Saturday 26th of June 2021

I'm so lucky. I raised a family of thrifters. We all love to compare our deals.


Saturday 26th of June 2021

Check out Dollar Tree for adult level books to read. Great hardcover new books for one dollar. I'm reading one right now on geology in Alaska and a tragic earthquake quake in the 60s.


Monday 3rd of June 2019

Reading conscious spending blogs (my term for them, as that is how I put a positive spin on them) is helpful in that, as you note, there may not be lots that applies but always one or two takeaways to inspire and motivate, if not actual tips.

No matter how long one is consciously spending, you can feel deprived at certain times, particularly if you have a peer group with a higher income, etc. The key for me is to have a financial goal in mind, very specific (not just "savings") and relevant to my life. Emergency fund; vacation fund; gift-giving fund; new furniture fund; house repair fund; new house fund, etc.

For me, when I am saving TOWARDS something, it is NOT doing without something. I am creating/building something via good choices. A positive, not a negative (oh, I can't have the dinner out I want. We can't go to this event.)

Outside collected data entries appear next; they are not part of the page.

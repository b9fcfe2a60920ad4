//! Synchronized two-stage network: every agent stands on a pickup cell at
//! the rendezvous step tau and on a drop cell at the final layer.
//!
//! The start-to-pickup and pickup-to-drop halves share the tau layer: only
//! pickup cells keep their occupancy arc there, each a one-agent slot, so a
//! single max flow solves both halves jointly.

use std::collections::{BTreeMap, HashSet};

use super::CellNet;
use crate::grid::{Cell, Grid};

pub(crate) fn build(
    grid: &Grid,
    starts: &[Cell],
    pickups: &[Cell],
    drops: &[Cell],
    drop_caps: &[u32],
    horizon: u32,
    tau: u32,
) -> CellNet {
    let (mut net, edges) = CellNet::empty(grid, horizon);

    let pickup_slots: HashSet<u32> = pickups
        .iter()
        .map(|&cell| grid.index(cell) as u32)
        .collect();
    let mut drop_capacity: BTreeMap<u32, i64> = BTreeMap::new();
    for (cell, &cap) in drops.iter().zip(drop_caps) {
        *drop_capacity.entry(grid.index(*cell) as u32).or_insert(0) += i64::from(cap);
    }

    for index in 0..grid.cell_count() as u32 {
        if !grid.passable_index(index as usize) {
            continue;
        }
        for t in 0..=horizon {
            if t == tau && !pickup_slots.contains(&index) {
                // The rendezvous layer only passes agents standing on a pickup.
                continue;
            }
            let cap = if t == horizon && t != tau {
                drop_capacity.get(&index).copied().unwrap_or(1).max(1)
            } else {
                1
            };
            net.graph
                .add_arc(net.cell_in(index, t), net.cell_out(index, t), cap);
        }
    }

    net.add_wait_arcs(grid);
    net.add_move_gadgets(grid, &edges, None);

    for (&index, &cap) in &drop_capacity {
        if cap > 0 {
            net.graph
                .add_arc(net.cell_out(index, horizon), CellNet::SINK, cap);
        }
    }

    net.add_source_arcs(grid, starts);
    net
}
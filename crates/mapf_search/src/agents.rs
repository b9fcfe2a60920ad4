//! Agent snapshots handed to the round planners.

use serde::{Deserialize, Serialize};

use mapf_core::Cell;

/// Whether an agent currently carries cargo. Loaded agents head for drops;
/// empty agents head for pickups.
#[derive(Debug, Clone, Copy, PartialEq, Eq, Serialize, Deserialize)]
pub enum CargoState {
    Empty,
    Loaded,
}

/// One agent at the moment a round is planned.
#[derive(Debug, Clone, Copy, PartialEq, Eq, Serialize, Deserialize)]
pub struct AgentState {
    pub id: u32,
    pub pos: Cell,
    pub cargo: CargoState,
}

impl AgentState {
    pub fn new(id: u32, pos: Cell, cargo: CargoState) -> Self {
        Self { id, pos, cargo }
    }

    pub fn is_loaded(&self) -> bool {
        self.cargo == CargoState::Loaded
    }
}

This is tempered by realistic choices to spend on something we want every now and then.

And were it to be a situation where there were very dramatic financial needs that dominated our available dollars, as might be the case for medical bills or credit card debt, I would remind myself that sometimes things come up that even the best budgeting and saving can't prevent (medical bills) and that cutting back is essential if we have exceeded what we should spend (unnecessary credit card debt).

I have to focus on the positive aspects of NOT spending at will and choosing to put away money.

When it comes to the actual ways and means, I live by the rule that you should never spend more than you have to for any item and always look for the least expensive (but quality) or best priced (sometimes the lowest price is NOT the best price for items that you want to keep/use for a long time). And, most important, do I really either need or want it?

I've learned to wait days, weeks and months sometimes to make a decision and found that I really don't want or need something.

What I really enjoy about your blog is your very cheerful (but realistic) attitude towards conscious spending and very practical tips and examples.

I wish I could find a similar blog that is geared towards those of us who are single and live alone as that is a whole other way of living/spending. Families with children have their own unique issues with money. Also, living in a big city adds another dimension to finances.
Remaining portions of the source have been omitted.